Equally alarming is the resurgence of authoritarianism. From democratic backsliding in traditionally liberal countries to the consolidation of power in autocratic regimes, the trend is disturbing. The principles of freedom, equality, and the rule of law are under threat. As we grapple with this political reality, the discourse around AI doomsday often seems disproportionate. It's not to downplay the potential risks that AI might pose in the future but to highlight the ongoing crises that urgently demand our attention and action (talk to the hand).
Ah, high school memories. Let's not forget the ever-present specter of nuclear warfare—a threat that, despite its destructive potential, has been largely relegated to the background. Remember what I said about what it was like in my teenage years? None of that has changed. With thousands of nuclear weapons globally, the prospect of a nuclear war, accidental or intentional, is not merely a product of Cold War-era paranoia. That shit is still around and it could still destroy us, several times over. But no, we're worried about AI.
As we engage with the 'AI Apocalypse' discourse, we must remember that this narrative is fundamentally based on a potential future, one that we can shape and guide with prudent policies and ethical AI practices. Sort of like the Ghost of Christmas Future (these are but the shadows of things that might be). In contrast, climate change, authoritarianism, and nuclear warfare are not potential threats—they are current realities. They are issues we've had decades to address and, for a multitude of reasons, have fallen short. And now, suddenly, because we have these amazing Large Language Models (LLMs), AI art generators, etc, we panic. Oh, and somehow, we'll solve that problem if we pause development for six months.
Wait! What about all those other things?
While it's crucial to ponder, debate, and otherwise prepare for the challenges AI might present in the future, it's equally important to ensure that this doesn't distract us from the pressing problems of the present. The stakes are enormous, and the clock is ticking.

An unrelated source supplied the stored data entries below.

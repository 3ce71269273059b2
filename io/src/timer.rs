//! Timer ops backed by one timer thread owning a deadline heap.
//!
//! A sleep's stop callback removes its heap entry and completes it with
//! `Canceled`; the fire/cancel race is settled by whichever side takes the
//! entry out of the live table first.

use asynckit_core::op::{AsyncOp, Initiated, OpSlot};
use asynckit_core::{Continuation, Error, OpCtx, OpResult};
use once_cell::sync::Lazy;
use parking_lot::{Condvar, Mutex};
use std::cmp::Reverse;
use std::collections::{BinaryHeap, HashMap};
use std::sync::Arc;
use std::time::{Duration, Instant};

struct TimerQueue {
    st: Mutex<TimerSt>,
    cv: Condvar,
}

struct TimerSt {
    next_id: u64,
    heap: BinaryHeap<Reverse<(Instant, u64)>>,
    live: HashMap<u64, OpSlot<()>>,
}

static TIMER: Lazy<Arc<TimerQueue>> = Lazy::new(|| {
    let q = Arc::new(TimerQueue {
        st: Mutex::new(TimerSt { next_id: 1, heap: BinaryHeap::new(), live: HashMap::new() }),
        cv: Condvar::new(),
    });
    let worker = q.clone();
    std::thread::Builder::new()
        .name("asynckit-timer".to_string())
        .spawn(move || worker.run())
        .expect("failed to spawn timer thread");
    q
});

impl TimerQueue {
    fn insert(&self, at: Instant, slot: OpSlot<()>) -> u64 {
        let mut st = self.st.lock();
        let id = st.next_id;
        st.next_id += 1;
        st.heap.push(Reverse((at, id)));
        st.live.insert(id, slot);
        self.cv.notify_one();
        id
    }

    /// Cancels a pending entry; a no-op if it already fired.
    fn cancel(&self, id: u64) {
        let slot = self.st.lock().live.remove(&id);
        if let Some(slot) = slot {
            slot.complete(Err(Error::Canceled));
        }
    }

    fn run(&self) {
        let mut st = self.st.lock();
        loop {
            match st.heap.peek().copied() {
                None => self.cv.wait(&mut st),
                Some(Reverse((at, id))) => {
                    let now = Instant::now();
                    if at <= now {
                        st.heap.pop();
                        // Stale ids (canceled entries) are skipped here.
                        if let Some(slot) = st.live.remove(&id) {
                            drop(st);
                            slot.complete(Ok(()));
                            st = self.st.lock();
                        }
                    } else {
                        self.cv.wait_for(&mut st, at - now);
                    }
                }
            }
        }
    }
}

/// Completes `Ok(())` after `dur`, or `Canceled` if stop is requested first.
pub fn sleep(dur: Duration) -> Sleep {
    Sleep { at: None, dur: Some(dur), slot: OpSlot::new(), id: None }
}

pub fn sleep_until(at: Instant) -> Sleep {
    Sleep { at: Some(at), dur: None, slot: OpSlot::new(), id: None }
}

pub struct Sleep {
    at: Option<Instant>,
    dur: Option<Duration>,
    slot: OpSlot<()>,
    id: Option<u64>,
}

impl AsyncOp for Sleep {
    type Output = ();

    fn initiate(&mut self, ctx: &OpCtx, cont: Continuation) -> Initiated {
        if ctx.stop_requested() {
            self.slot.complete(Err(Error::Canceled));
            return Initiated::Done;
        }
        let armed = self.slot.arm(cont);
        assert!(armed, "sleep initiated twice");
        let at = self.at.unwrap_or_else(|| Instant::now() + self.dur.unwrap());
        let id = TIMER.insert(at, self.slot.clone());
        self.id = Some(id);
        let cb = ctx.stop_token().register(move || TIMER.cancel(id));
        self.slot.set_stop_cb(cb);
        Initiated::Pending
    }

    fn is_failed(&self) -> bool {
        self.slot.is_failed()
    }

    fn take_result(&mut self) -> OpResult<()> {
        self.slot.take()
    }
}

impl Drop for Sleep {
    fn drop(&mut self) {
        // An initiated-but-abandoned sleep must not linger in the heap.
        if let Some(id) = self.id.take() {
            TIMER.cancel(id);
        }
    }
}

#[cfg(test)]
mod tests {
    use super::*;
    use assert_matches::assert_matches;
    use asynckit_core::testonly::init_test_logger;
    use asynckit_core::{ctx, sync_wait, sync_wait_in, wait, Task};

    #[test]
    fn sleep_elapses() {
        init_test_logger();
        let started = Instant::now();
        sync_wait(sleep(Duration::from_millis(20))).unwrap();
        assert!(started.elapsed() >= Duration::from_millis(20));
    }

    #[test]
    fn sleeps_fire_in_deadline_order() {
        let task = Task::new(async {
            let long = Instant::now() + Duration::from_millis(40);
            wait(sleep(Duration::from_millis(5))).await?;
            wait(sleep_until(long)).await?;
            Ok(Instant::now())
        });
        let start = Instant::now();
        let end = sync_wait(task).unwrap();
        assert!(end - start >= Duration::from_millis(40));
    }

    #[test]
    fn stop_cancels_a_pending_sleep() {
        let ctx = ctx::OpCtx::detached();
        let src = ctx.stop_source().clone();
        std::thread::spawn(move || {
            std::thread::sleep(Duration::from_millis(10));
            src.request_stop();
        });
        let started = Instant::now();
        assert_matches!(
            sync_wait_in(&ctx, sleep(Duration::from_secs(60))),
            Err(Error::Canceled)
        );
        assert!(started.elapsed() < Duration::from_secs(10));
    }

    #[test]
    fn pre_requested_stop_fails_synchronously() {
        let ctx = ctx::OpCtx::detached();
        ctx.stop_source().request_stop();
        assert_matches!(
            sync_wait_in(&ctx, sleep(Duration::from_secs(60))),
            Err(Error::Canceled)
        );
    }
}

And we, as a species, are so easily distracted.
As I said in an earlier post, modern AI is a marvel that has given each and every one of us superpowers. We have big problems to solve. Massive problems. Huge scary problems. And now, we have just been handed tools that extend our capacity to imagine alternate futures and to create solutions that were previously beyond us.
Take climate change, for starters, where AI is integral in forecasting climatic patterns, identifying areas most vulnerable to climate change, and innovating renewable energy sources. AI algorithms can optimize the grid management of renewable energy and predict energy demand. Machine learning models can help understand climate patterns and improve the accuracy of climate models and, if we're lucky and they are willing to look up, guide policymakers to make more informed decisions.
We just went through a pandemic. Well, AI can accelerate drug discovery (and has). Just a few days ago, it was announced that a new antibiotic to fight resistant "superbugs" was discovered using AI. That's because AI algorithms can analyze vast amounts of data to detect patterns of disease spread and offer predictive analytics, enabling faster responses. What had taken years can sometimes be done in days.
In the political realm, AI has the potential to enhance decision-making processes, predict conflict areas, and streamline public services. On the issue of nuclear war, while AI can't directly prevent it, it can help in monitoring compliance with nuclear treaties, provide simulations of potential conflict scenarios, and analyze geopolitical data to anticipate and potentially deescalate tensions.
We've got big problems; problems so large that decades have passed and we're still working on answers. AI is a tool, and one that (at the risk of repeating myself too many times) grants us a kind of superpower. Sure, let's continue the dialogue on AI's potential risks, but let's also tone down the panic and doomsday scenarios. As Uncle Ben told Peter Parker, "With great power, comes great responsibility." Our responsibility is to use that power for good, not to throw it away in some great memetic panic.
Our future—AI or otherwise—depends on it.